**What needs to be done:** After finding the line with "the usage text." in the entries below, retype exactly each line from there through the line with "pub fn defaults(mut", including that final line.

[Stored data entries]
· · · · ·

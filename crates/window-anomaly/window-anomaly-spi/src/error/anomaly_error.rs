//! Window anomaly detection error types.

use thiserror::Error;

/// Window anomaly detection errors.
///
/// Every variant is reported to the caller as-is. Nothing in the pipeline
/// substitutes defaults or retries on its own.
#[derive(Debug, Error)]
pub enum AnomalyError {
    /// Reference series is empty or has (near) zero variance.
    #[error("Degenerate input: {0}")]
    DegenerateInput(String),

    #[error("Invalid window length: {length} for series of length {series_len}")]
    InvalidWindowLength { length: usize, series_len: usize },

    /// A non-finite value entered or left the error computation.
    #[error("Score computation failed for window {start}: {reason}")]
    ScoreComputation { start: usize, reason: String },

    #[error("Cannot estimate a threshold from an empty score set")]
    EmptyScoreSet,

    /// The external reconstructor failed or violated its shape contract.
    #[error("Reconstruction failed: {0}")]
    Reconstruction(String),

    /// The external reconstructor exceeded its time budget or was cancelled.
    #[error("Reconstruction timed out: {0}")]
    ReconstructionTimeout(String),

    #[error("Series timestamps must be strictly increasing (violated at index {index})")]
    UnorderedSeries { index: usize },

    #[error("Invalid parameter: {name} - {reason}")]
    InvalidParameter { name: String, reason: String },
}

impl AnomalyError {
    /// Whether repeating the same call may succeed.
    ///
    /// Only timeouts are transient; the decision to retry stays with the caller.
    pub fn is_retryable(&self) -> bool {
        matches!(self, AnomalyError::ReconstructionTimeout(_))
    }
}

/// Result type for window anomaly detection operations.
pub type Result<T> = std::result::Result<T, AnomalyError>;
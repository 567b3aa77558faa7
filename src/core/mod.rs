// src/core/mod.rs

pub mod abort_router;
pub mod command_runner;
pub mod context;
pub mod error;
pub mod output;
pub mod policy;
pub mod script_runner;
pub mod section_runner;
pub mod timer;
// src/core/script_runner.rs

//! The top-level driver of a script.
//!
//! A run moves through a fixed sequence of phases, none of them repeated:
//!
//! 1. **ParseConfig**: command-line options are parsed into [`ScriptOptions`].
//! 2. **ApplyDefaults**: unset options are filled from [`ScriptDefaults`].
//! 3. **ClientOverrides**: the author may adjust the resulting baseline policy.
//! 4. **ValidateArguments**: the author's validator inspects the options; on
//!    failure the usage is printed and the run ends without running the body.
//! 5. **InstallSignalHandlers**, then **StartTimer** if timing was asked for.
//! 6. **RunBody**: script aborts and command failures that escaped every
//!    section are handled here.
//! 7. **ReportElapsed**, then the run terminates with an [`Outcome`].

use crate::cli::{ScriptDefaults, ScriptOptions};
use crate::constants::{EXIT_COMMAND_FAILURE, EXIT_INVALID_ARGUMENTS, EXIT_SUCCESS};
use crate::core::{
    context::ScriptContext,
    error::ScriptError,
    output::{ConsoleReporter, Reporter},
    policy::ExecutionPolicy,
    timer::RunTimer,
};
use crate::models::EventKind;
use crate::system::operator::Operator;
use clap::{CommandFactory, FromArgMatches};
use colored::Colorize;
use std::ffi::OsString;
use std::fmt;
use std::path::PathBuf;

type PolicyOverride = Box<dyn FnOnce(&mut ExecutionPolicy)>;
type Validator = Box<dyn FnOnce(&ScriptOptions) -> Result<(), ScriptError>>;

#[derive(Debug, Clone, Copy, PartialEq, Eq)]
enum Phase {
    ParseConfig,
    ApplyDefaults,
    ClientOverrides,
    ValidateArguments,
    PrintUsage,
    InstallSignalHandlers,
    StartTimer,
    RunBody,
    ReportElapsed,
    Terminate,
}

/// How a run ended.
#[derive(Debug, Clone, Copy, PartialEq, Eq)]
pub enum Outcome {
    /// The body returned normally.
    CompletedNormally,
    /// The operator aborted the whole script.
    CompletedViaScriptAbort,
    /// A command failure escaped every section.
    TerminatedByUnhandledCommandFailure,
    /// The arguments were rejected; the body never ran.
    TerminatedByInvalidArguments,
}

impl Outcome {
    /// The process exit code for this outcome.
    pub fn exit_code(self) -> i32 {
        match self {
            Self::CompletedNormally | Self::CompletedViaScriptAbort => EXIT_SUCCESS,
            Self::TerminatedByUnhandledCommandFailure => EXIT_COMMAND_FAILURE,
            Self::TerminatedByInvalidArguments => EXIT_INVALID_ARGUMENTS,
        }
    }
}

/// Builds and drives one script run.
pub struct ScriptRunner {
    name: String,
    about: Option<String>,
    defaults: ScriptDefaults,
    overrides: Option<PolicyOverride>,
    validator: Option<Validator>,
    reporter: Option<Box<dyn Reporter>>,
    operator: Option<Box<dyn Operator>>,
    cwd: Option<PathBuf>,
    handle_signals: bool,
}

impl fmt::Debug for ScriptRunner {
    fn fmt(&self, f: &mut fmt::Formatter<'_>) -> fmt::Result {
        f.debug_struct("ScriptRunner")
            .field("name", &self.name)
            .field("defaults", &self.defaults)
            .field("handle_signals", &self.handle_signals)
            .finish_non_exhaustive()
    }
}

impl ScriptRunner {
    /// A runner for the script called `name` (used in usage text).
    pub fn new(name: impl Into<String>) -> Self {
        Self {
            name: name.into(),
            about: None,
            defaults: ScriptDefaults::default(),
            overrides: None,
            validator: None,
            reporter: None,
            operator: None,
            cwd: None,
            handle_signals: true,
        }
    }

    /// One-line description shown in the usage text.
    pub fn about(mut self, about: impl Into<String>) -> Self {
        self.about = Some(about.into());
        self
    }

    /// Values used where the command line is silent.
    pub fn defaults(mut self, defaults: ScriptDefaults) -> Self {
        self.defaults = defaults;
        self
    }

    /// Adjusts the baseline policy after defaults are applied.
    pub fn overrides(mut self, overrides: impl FnOnce(&mut ExecutionPolicy) + 'static) -> Self {
        self.overrides = Some(Box::new(overrides));
        self
    }

    /// Checks the parsed options before anything runs. Returning
    /// [`ScriptError::ArgumentsNotValid`] prints the usage and ends the run.
    pub fn validate(
        mut self,
        validator: impl FnOnce(&ScriptOptions) -> Result<(), ScriptError> + 'static,
    ) -> Self {
        self.validator = Some(Box::new(validator));
        self
    }

    /// Sends output events somewhere other than the console.
    pub fn reporter(mut self, reporter: Box<dyn Reporter>) -> Self {
        self.reporter = Some(reporter);
        self
    }

    /// Reads operator input from somewhere other than the terminal.
    pub fn operator(mut self, operator: Box<dyn Operator>) -> Self {
        self.operator = Some(operator);
        self
    }

    /// Starts commands in `cwd` instead of the process's current directory.
    pub fn cwd(mut self, cwd: impl Into<PathBuf>) -> Self {
        self.cwd = Some(cwd.into());
        self
    }

    /// Whether to take over SIGINT/SIGQUIT for the run (on by default).
    pub fn handle_signals(mut self, handle: bool) -> Self {
        self.handle_signals = handle;
        self
    }

    fn enter(phase: Phase) {
        log::debug!("Script phase: {:?}", phase);
    }

    fn command(&self) -> clap::Command {
        let command = ScriptOptions::command().name(self.name.clone());
        match &self.about {
            Some(about) => command.about(about.clone()),
            None => command,
        }
    }

    /// Runs `body` with options parsed from `args` (the first item is the
    /// program name).
    ///
    /// Errors outside the handled taxonomy (I/O, prompts, invalid arguments
    /// raised from inside the body) are returned as fatal.
    pub fn run<I, T, F>(mut self, args: I, body: F) -> Result<Outcome, ScriptError>
    where
        I: IntoIterator<Item = T>,
        T: Into<OsString> + Clone,
        F: FnOnce(&mut ScriptContext) -> Result<(), ScriptError>,
    {
        Self::enter(Phase::ParseConfig);
        let mut command = self.command();
        let parsed = command
            .try_get_matches_from_mut(args)
            .and_then(|matches| ScriptOptions::from_arg_matches(&matches));
        let options = match parsed {
            Ok(options) => options,
            Err(e) => {
                let invalid = e.use_stderr();
                e.print()?;
                Self::enter(Phase::Terminate);
                return Ok(if invalid {
                    Outcome::TerminatedByInvalidArguments
                } else {
                    Outcome::CompletedNormally
                });
            }
        };
        log::debug!("Script options parsed: {:?}", options);

        Self::enter(Phase::ApplyDefaults);
        let mut policy = options.to_policy(&self.defaults);
        let timed = options.timed(&self.defaults);

        Self::enter(Phase::ClientOverrides);
        if let Some(overrides) = self.overrides.take() {
            overrides(&mut policy);
        }

        Self::enter(Phase::ValidateArguments);
        let reporter = self
            .reporter
            .take()
            .unwrap_or_else(|| Box::new(ConsoleReporter) as Box<dyn Reporter>);
        if let Some(validator) = self.validator.take() {
            match validator(&options) {
                Ok(()) => {}
                Err(ScriptError::ArgumentsNotValid(message)) => {
                    Self::enter(Phase::PrintUsage);
                    reporter.event(EventKind::Error, &format!("invalid arguments: {}", message));
                    eprintln!("\n{}", command.render_usage());
                    Self::enter(Phase::Terminate);
                    return Ok(Outcome::TerminatedByInvalidArguments);
                }
                Err(other) => return Err(other),
            }
        }

        let mut ctx = ScriptContext::new(policy)?
            .with_reporter(reporter)
            .with_args(options.args.clone());
        if let Some(operator) = self.operator.take() {
            ctx = ctx.with_operator(operator);
        }
        if let Some(cwd) = self.cwd.take() {
            ctx = ctx.with_cwd(cwd);
        }

        if self.handle_signals {
            Self::enter(Phase::InstallSignalHandlers);
            ctx.install_signal_handlers()?;
        }

        let timer = if timed {
            Self::enter(Phase::StartTimer);
            Some(RunTimer::start())
        } else {
            None
        };

        Self::enter(Phase::RunBody);
        let result = body(&mut ctx).and_then(|()| ctx.checkpoint());
        let outcome = match result {
            Ok(()) => Outcome::CompletedNormally,
            Err(ScriptError::Aborted(scope)) => {
                log::debug!("Script body ended by a {} abort.", scope);
                if ctx.policy().show_echoes {
                    ctx.emit(EventKind::Echo, "user aborted");
                }
                Outcome::CompletedViaScriptAbort
            }
            Err(failure @ ScriptError::CommandFailure { .. }) => {
                if ctx.policy().show_errors {
                    ctx.emit(EventKind::Error, &format!("fatal: {}", failure));
                }
                Outcome::TerminatedByUnhandledCommandFailure
            }
            Err(other) => return Err(other),
        };

        if let Some(timer) = timer {
            Self::enter(Phase::ReportElapsed);
            ctx.emit(
                EventKind::Echo,
                &format!("finished `{}` in {}", self.name, timer.elapsed_text()),
            );
        }

        Self::enter(Phase::Terminate);
        log::debug!("Script '{}' ended: {:?}", self.name, outcome);
        Ok(outcome)
    }

    /// Runs `body` with the process's own arguments and exits with the
    /// outcome's code. Fatal errors are printed before exiting with status 1.
    pub fn run_and_exit<F>(self, body: F) -> !
    where
        F: FnOnce(&mut ScriptContext) -> Result<(), ScriptError>,
    {
        match self.run(std::env::args_os(), body) {
            Ok(outcome) => std::process::exit(outcome.exit_code()),
            Err(e) => {
                eprintln!("\n{}: {}", "Error".red().bold(), e);
                std::process::exit(EXIT_COMMAND_FAILURE);
            }
        }
    }
}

· · · · ·

**Answer section:**
    /// One-line description shown in the usage text.
    pub fn about(mut self, about: impl Into<String>) -> Self {
        self.about = Some(about.into());
        self
    }

    /// Values used where the command line is silent.
    pub fn defaults(mut self, defaults: ScriptDefaults) -> Self {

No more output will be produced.